Task to carry out:
Once the line containing "return Ok(Self::default());" is found in the entries below, reproduce it and every line after it, stopping at and including the line containing "if let Some(window)"; reproduce nothing else, and keep each line exact.

· · · · ·

//! Configuration loading and persistence.
//!
//! Reads `config.json` from the webtty configuration directory and layers
//! `WEBTTY_*` environment variables on top.

use anyhow::{Context, Result};
use serde::{Deserialize, Serialize};
use std::fs;
use std::path::{Path, PathBuf};
use std::time::Duration;

use crate::constants::{
    CLOSE_MESSAGE_TIMEOUT, DEFAULT_MAX_SESSIONS, DEFAULT_SESSION_WINDOW_MINUTES, KEEPALIVE_INTERVAL,
};
use crate::session::ControllerOptions;

const CONFIG_FILE: &str = "config.json";

/// Configuration for the webtty client.
#[derive(Serialize, Deserialize, Clone, Debug, PartialEq)]
#[serde(default)]
pub struct Config {
    /// Page URL of the webtty server; the socket lives at `<url>/ws`.
    pub server_url: String,
    /// Maximum number of sessions open at once.
    pub max_sessions: u32,
    /// Admission window in minutes.
    pub session_window_minutes: u32,
    /// Seconds between keep-alive pings.
    pub ping_interval_secs: u64,
    /// How long the "Connection Closed" status stays up.
    pub close_message_timeout_ms: u64,
    /// JSONL file mirroring session traffic.
    #[serde(skip_serializing_if = "Option::is_none")]
    pub telemetry_path: Option<PathBuf>,
    /// Base URL for peer share links (`<base>?jid=<id>`).
    #[serde(skip_serializing_if = "Option::is_none")]
    pub share_base_url: Option<String>,
}

impl Default for Config {
    fn default() -> Self {
        Self {
            server_url: "http://localhost:8080".to_string(),
            max_sessions: DEFAULT_MAX_SESSIONS,
            session_window_minutes: DEFAULT_SESSION_WINDOW_MINUTES,
            ping_interval_secs: KEEPALIVE_INTERVAL.as_secs(),
            close_message_timeout_ms: CLOSE_MESSAGE_TIMEOUT.as_millis() as u64,
            telemetry_path: None,
            share_base_url: None,
        }
    }
}

impl Config {
    /// Returns the configuration directory path, creating it if necessary.
    ///
    /// `WEBTTY_CONFIG_DIR` overrides the platform config directory
    /// (Linux: `~/.config/webtty`).
    pub fn config_dir() -> Result<PathBuf> {
        let dir = if let Ok(dir) = std::env::var("WEBTTY_CONFIG_DIR") {
            PathBuf::from(dir)
        } else {
            dirs::config_dir()
                .context("Could not determine config directory")?
                .join("webtty")
        };
        fs::create_dir_all(&dir)
            .with_context(|| format!("failed to create {}", dir.display()))?;
        Ok(dir)
    }

    /// Loads configuration from file, with environment variable overrides.
    pub fn load() -> Result<Self> {
        let mut config = Self::load_from(&Self::config_dir()?)?;
        config.apply_overrides(|key| std::env::var(key).ok());
        Ok(config)
    }

    /// Loads `config.json` from `dir`, or defaults when it does not exist.
    pub fn load_from(dir: &Path) -> Result<Self> {
        let path = dir.join(CONFIG_FILE);
        if !path.exists() {
            log::debug!("[config] No config at {}, using defaults", path.display());
            return Ok(Self::default());
        }
        let content = fs::read_to_string(&path)
            .with_context(|| format!("failed to read {}", path.display()))?;
        serde_json::from_str(&content).with_context(|| format!("invalid config {}", path.display()))
    }

    /// Apply `WEBTTY_*` overrides read through `var`. Unparseable numbers are ignored.
    pub fn apply_overrides(&mut self, var: impl Fn(&str) -> Option<String>) {
        if let Some(server_url) = var("WEBTTY_SERVER_URL") {
            self.server_url = server_url;
        }

        if let Some(max_sessions) = var("WEBTTY_MAX_SESSIONS") {
            match max_sessions.parse::<u32>() {
                Ok(max) => self.max_sessions = max,
                Err(_) => log::warn!("[config] Ignoring WEBTTY_MAX_SESSIONS={max_sessions:?}"),
            }
        }

        if let Some(window) = var("WEBTTY_SESSION_WINDOW_MINUTES") {
            match window.parse::<u32>() {
                Ok(minutes) => self.session_window_minutes = minutes,
                Err(_) => log::warn!("[config] Ignoring WEBTTY_SESSION_WINDOW_MINUTES={window:?}"),
            }
        }

        if let Some(path) = var("WEBTTY_TELEMETRY_PATH") {
            self.telemetry_path = (!path.is_empty()).then(|| PathBuf::from(path));
        }
    }

    /// Persists the configuration to `config.json`.
    pub fn save(&self) -> Result<()> {
        self.save_to(&Self::config_dir()?)
    }

    /// Persists the configuration to `config.json` in `dir`.
    pub fn save_to(&self, dir: &Path) -> Result<()> {
        let path = dir.join(CONFIG_FILE);
        fs::write(&path, serde_json::to_string_pretty(self)?)
            .with_context(|| format!("failed to write {}", path.display()))?;
        Ok(())
    }

    /// Controller timing derived from this configuration.
    pub fn controller_options(&self) -> ControllerOptions {
        ControllerOptions {
            keepalive_interval: Duration::from_secs(self.ping_interval_secs.max(1)),
            close_message_timeout: Duration::from_millis(self.close_message_timeout_ms),
        }
    }

    /// Share link for a peer identifier, when a share base is configured.
    pub fn share_url(&self, peer_id: &str) -> Option<String> {
        self.share_base_url
            .as_deref()
            .map(|base| format!("{base}?jid={peer_id}"))
    }
}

· · · · ·

Solution to the problem:
            return Ok(Self::default());
        }
        let content = fs::read_to_string(&path)
            .with_context(|| format!("failed to read {}", path.display()))?;
        serde_json::from_str(&content).with_context(|| format!("invalid config {}", path.display()))
    }

    /// Apply `WEBTTY_*` overrides read through `var`. Unparseable numbers are ignored.
    pub fn apply_overrides(&mut self, var: impl Fn(&str) -> Option<String>) {
        if let Some(server_url) = var("WEBTTY_SERVER_URL") {
            self.server_url = server_url;
        }

        if let Some(max_sessions) = var("WEBTTY_MAX_SESSIONS") {
            match max_sessions.parse::<u32>() {
                Ok(max) => self.max_sessions = max,
                Err(_) => log::warn!("[config] Ignoring WEBTTY_MAX_SESSIONS={max_sessions:?}"),
            }
        }

        if let Some(window) = var("WEBTTY_SESSION_WINDOW_MINUTES") {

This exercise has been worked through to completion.